Salt will burn, but will not remedy the problem already formed.
If anything, it'll turn it to ice. It crunches and cracks underfoot. Trampled and pummelled, yet it does not turn it into a puddle.

Snow like that- compact and condense, is what Wednesdays felt like for 16 years. The blaze of summer won't thaw her. She just continues to pile on thick layer after thick layer of ice, similar to scar tissue on a wound, until there's nothing much left. But there's still, somewhere deep below the surface, that fluffy and unblemished snow people love. Kids play in, workers breathe a sigh of relief at the sight of in hope of a snow day.

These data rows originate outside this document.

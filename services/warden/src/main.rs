mod daemon;
mod listener;
mod session;

use clap::{App, Arg};
use masque::config::{ChangeMask, Config};
use masque::logging;
use masque::net::{Acceptor, RebindHandle};
use masque::pool::{WorkerPool, WouldBlock};
use signal_hook::consts::SIGHUP;
use signal_hook::iterator::Signals;
use std::env;
use std::net::Ipv4Addr;
use std::path::Path;
use std::process;
use std::sync::Arc;
use std::thread;

const CONFIG_PATH: &str = "server.conf";
const LOG_PATH: &str = "./server.log";
const POOL_NAME: &str = "clients";

fn main() {
    let matches = App::new("Masque file-encryption server")
        .version("0.1.0")
        .about("Serves directory listings and parallel XOR file encryption over TCP.")
        .arg(
            Arg::with_name("address")
                .short("a")
                .takes_value(true)
                .help("The server's IP address. Default is localhost"),
        )
        .arg(
            Arg::with_name("port")
                .short("p")
                .takes_value(true)
                .help("The server's port. Default is 8888"),
        )
        .arg(
            Arg::with_name("local")
                .short("L")
                .help("Listen on localhost, overriding the configuration file"),
        )
        .arg(
            Arg::with_name("root")
                .short("c")
                .takes_value(true)
                .help("Set the server's root directory"),
        )
        .arg(
            Arg::with_name("clients")
                .short("u")
                .takes_value(true)
                .help("Set the maximum number of concurrent clients"),
        )
        .arg(
            Arg::with_name("interactive")
                .short("I")
                .help("Do not daemonize (no effect on Windows)"),
        )
        .get_matches();

    // Daemonize first so every thread below lives in the detached process.
    let interactive = matches.is_present("interactive") || cfg!(not(unix));
    if !interactive {
        if let Err(err) = daemon::daemonize() {
            eprintln!("failed to daemonize: {}", err);
            process::exit(1);
        }
    }

    let log = if interactive {
        logging::init()
    } else {
        logging::file(LOG_PATH)
    };

    // Configuration file is the base; command line flags win over it.
    let mut config = match Config::load(CONFIG_PATH, &log) {
        Ok(config) => config,
        Err(err) => {
            logging::crit!(log, "could not load configuration"; "err" => ?err);
            process::exit(1);
        }
    };
    if let Err(message) = apply_cli(&mut config, &matches) {
        logging::crit!(log, "invalid command line value"; "err" => message);
        process::exit(1);
    }

    logging::info!(log, "starting";
                   "addr" => %config.socket_addr(),
                   "root" => %config.root_dir.display(),
                   "max_clients" => config.max_clients);

    // Apply the root directory; fall back to the working directory when the
    // configured one is unusable.
    if config.root_dir != Path::new(".") {
        if let Err(err) = env::set_current_dir(&config.root_dir) {
            logging::error!(log, "could not set root directory, staying put";
                            "root" => %config.root_dir.display(),
                            "err" => ?err);
            config.root_dir = ".".into();
        }
    }

    let pool = Arc::new(WorkerPool::new(POOL_NAME, config.max_clients, &log));

    let (acceptor, rebind) = match Acceptor::bind(config.socket_addr(), &log) {
        Ok(bound) => bound,
        Err(err) => {
            logging::crit!(log, "failed to create server socket"; "err" => ?err);
            process::exit(1);
        }
    };

    let listener_pool = pool.clone();
    let listener_log = log.new(logging::o!("thread" => "listener"));
    thread::Builder::new()
        .name("listener".to_string())
        .spawn(move || listener::listen(acceptor, listener_pool, listener_log))
        .unwrap_or_else(|err| {
            logging::crit!(log, "failed to spawn listener"; "err" => ?err);
            process::exit(1);
        });

    supervise(config, pool, rebind, log);
}

/// Reconfiguration supervisor: the main thread parks on the hang-up signal
/// and applies one full re-read / diff / apply pass per trigger.
fn supervise(
    mut active: Config,
    pool: Arc<WorkerPool>,
    rebind: RebindHandle,
    log: logging::Logger,
) -> ! {
    let mut signals =
        Signals::new(&[SIGHUP]).expect("failed to install reconfiguration trigger");

    loop {
        for _ in signals.wait() {
            logging::info!(log, "hang-up received, updating configuration");

            let fresh = match active.reload(CONFIG_PATH, &log) {
                Ok(fresh) => fresh,
                Err(err) => {
                    logging::error!(log, "failed to re-read configuration"; "err" => ?err);
                    continue;
                }
            };
            apply_reconfig(&mut active, fresh, &pool, &rebind, &log);
        }
    }
}

/// One apply pass over a freshly loaded configuration. A step that fails
/// reverts its field in memory and never brings the process down; fields
/// that did not change are not touched.
fn apply_reconfig(
    active: &mut Config,
    fresh: Config,
    pool: &WorkerPool,
    rebind: &RebindHandle,
    log: &logging::Logger,
) {
    let mask: ChangeMask = active.diff(&fresh);

    if mask.address || mask.port {
        let addr = fresh.socket_addr();
        match rebind.rebind(addr) {
            Ok(()) => {
                logging::info!(log, "changing server address"; "addr" => %addr);
                active.address = fresh.address;
                active.port = fresh.port;
            }
            Err(err) => {
                logging::error!(log, "rebind request failed, reverting"; "err" => ?err);
            }
        }
    }

    if mask.max_clients {
        logging::info!(log, "changing client count";
                       "from" => pool.size(),
                       "to" => fresh.max_clients);
        match pool.resize(fresh.max_clients) {
            Ok(()) => active.max_clients = fresh.max_clients,
            Err(WouldBlock) => {
                logging::warn!(log, "cannot resize client pool now, try again";
                               "busy" => pool.size() - pool.idle());
                active.max_clients = pool.size();
            }
        }
    }

    if mask.root_dir {
        match env::set_current_dir(&fresh.root_dir) {
            Ok(()) => {
                logging::info!(log, "root directory changed";
                               "root" => %fresh.root_dir.display());
                active.root_dir = fresh.root_dir.clone();
            }
            Err(err) => {
                logging::error!(log, "could not set root directory, reverting";
                                "root" => %fresh.root_dir.display(),
                                "err" => ?err);
            }
        }
    }
}

#[cfg(test)]
mod tests {
    use super::*;
    use masque::net::Acceptor;
    use std::sync::mpsc;
    use std::time::Duration;

    #[test]
    fn test_resize_refusal_reverts_client_cap() {
        let (_acceptor, rebind) =
            Acceptor::bind(([127, 0, 0, 1], 0).into(), None).unwrap();
        let pool = WorkerPool::new("clients", 2, None);
        let log = logging::discard();

        // Occupy both workers so a shrink below two must be refused.
        let (gate_tx, gate_rx) = mpsc::channel::<()>();
        let gate_rx = Arc::new(std::sync::Mutex::new(gate_rx));
        let (started_tx, started_rx) = mpsc::channel();
        for _ in 0..2 {
            let gate = gate_rx.clone();
            let started = started_tx.clone();
            pool.submit(
                Box::new(move || {
                    started.send(()).unwrap();
                    gate.lock().unwrap().recv().ok();
                    0
                }),
                true,
            )
            .unwrap_or_else(|_| panic!("blocking submit refused"));
        }
        started_rx.recv_timeout(Duration::from_secs(5)).unwrap();
        started_rx.recv_timeout(Duration::from_secs(5)).unwrap();

        let mut active = Config::default();
        active.max_clients = 2;
        let mut fresh = active.clone();
        fresh.max_clients = 1;

        apply_reconfig(&mut active, fresh, &pool, &rebind, &log);

        // The shrink was refused: pool untouched, in-memory value reverted
        // to the pool's actual size.
        assert_eq!(pool.size(), 2);
        assert_eq!(active.max_clients, 2);

        // Both encryptions (stand-ins) run to completion afterwards.
        gate_tx.send(()).unwrap();
        gate_tx.send(()).unwrap();
        pool.shutdown(true).ok();
    }

    #[test]
    fn test_unchanged_fields_left_alone() {
        let (_acceptor, rebind) =
            Acceptor::bind(([127, 0, 0, 1], 0).into(), None).unwrap();
        let pool = WorkerPool::new("clients", 2, None);
        let log = logging::discard();

        let mut active = Config::default();
        active.max_clients = 2;
        let fresh = active.clone();

        apply_reconfig(&mut active, fresh, &pool, &rebind, &log);
        assert_eq!(active, {
            let mut expected = Config::default();
            expected.max_clients = 2;
            expected
        });
        assert_eq!(pool.size(), 2);
        pool.shutdown(true).ok();
    }

    #[test]
    fn test_grow_applies_and_sticks() {
        let (_acceptor, rebind) =
            Acceptor::bind(([127, 0, 0, 1], 0).into(), None).unwrap();
        let pool = WorkerPool::new("clients", 2, None);
        let log = logging::discard();

        let mut active = Config::default();
        active.max_clients = 2;
        let mut fresh = active.clone();
        fresh.max_clients = 5;

        apply_reconfig(&mut active, fresh, &pool, &rebind, &log);
        assert_eq!(pool.size(), 5);
        assert_eq!(active.max_clients, 5);
        pool.shutdown(true).ok();
    }
}

/// Command line flags override the file-loaded configuration. `-L` forces
/// localhost regardless of both.
fn apply_cli(config: &mut Config, matches: &clap::ArgMatches) -> Result<(), String> {
    if let Some(address) = matches.value_of("address") {
        config.address = address
            .parse()
            .map_err(|_| format!("bad address: {}", address))?;
    }
    if let Some(port) = matches.value_of("port") {
        config.port = match port.parse::<u16>() {
            Ok(port) if port > 0 => port,
            _ => return Err(format!("bad port: {}", port)),
        };
    }
    if matches.is_present("local") {
        config.address = Ipv4Addr::LOCALHOST;
    }
    if let Some(root) = matches.value_of("root") {
        config.root_dir = root.into();
    }
    if let Some(clients) = matches.value_of("clients") {
        config.max_clients = match clients.parse::<usize>() {
            Ok(count) if count > 0 => count,
            _ => return Err(format!("bad client count: {}", clients)),
        };
    }
    Ok(())
}
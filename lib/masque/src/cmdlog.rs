use chrono::Local;
use fd_lock::RwLock;
use std::fs::OpenOptions;
use std::io::{self, Write};
use std::path::Path;

/// Appends one command record to the append-only log, under an exclusive
/// file lock so concurrent clients do not interleave records. A record is
/// a ctime-style stamp line followed by the command on its own line.
pub fn append<P: AsRef<Path>>(path: P, command: &str) -> io::Result<()> {
    let file = OpenOptions::new().create(true).append(true).open(path)?;
    let mut lock = RwLock::new(file);
    let mut guard = lock.write()?;

    let stamp = Local::now().format("%a %b %e %H:%M:%S %Y");
    writeln!(guard, "{}", stamp)?;
    writeln!(guard, "{}", command.trim_end())?;
    Ok(())
}

#[cfg(test)]
mod tests {
    use super::*;
    use std::fs;

    #[test]
    fn test_append_stamps_and_accumulates() {
        let dir = tempfile::tempdir().unwrap();
        let path = dir.path().join("client.log");

        append(&path, "ENCR hello.txt 42").unwrap();
        append(&path, "DECR hello.txt_enc 42\n").unwrap();

        let text = fs::read_to_string(&path).unwrap();
        let lines: Vec<&str> = text.lines().collect();
        assert_eq!(lines.len(), 4);
        assert_eq!(lines[1], "ENCR hello.txt 42");
        // Trailing newlines on the command are not doubled.
        assert_eq!(lines[3], "DECR hello.txt_enc 42");
        // Stamp lines carry the full ctime-style format.
        assert_eq!(lines[0].len(), 24);
        assert_eq!(lines[2].len(), 24);
    }
}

Her palms are hot in the frigid temperature, her body working overtime to combat the air that tries so desperately to run her blood cold. Her heavy winter boots do little to warm her toes, bitten from the frost and no matter how deep she nuzzles into the fleece layer of her hoodie, her nose remains pink and a discomfort in the middle of her face.

It's a humanizing experience. To freeze, but have the warmth a few steps behind her. Knowing she con venture into the cozy recluse, but doesn't.

She looks to the sky, breathing out from her mouth as the moon, pregnant, stares back with one single star a dimple to its crescent smile.

"Come on, Wends!" Enid calls, and she looks to the makeshift ice rink. Grimacing when she shifts her weight, and the freezing extra fabric of her pants bundle at the knees.

The forest outside of Nevermore is decked out in string lights and has cardboard cut outs of candy canes and reindeer in the snow, a path cleared for the excited students to traverse their way to the pond, frozen over and the protective wooden and plastic casing surrounding it.

She steps on a chunk of snow, crushes it beneath a steel-toe boot. If she goes out into the ice and falls, not only would it be a highly depressing sight, but this time of year the attic dorm's pipes freeze over and only luke warm water comes out. Something not even someone of her intellect can fix.

Enid is gliding up to the divot of space used as a door of the rink, smiling. "Come on!"

Wednesday's jaw clenches. Blinking at the pink skates moving mindlessly. "I'm happier out here. On ground that will not crack and drag my hypothermic corpse to the floor."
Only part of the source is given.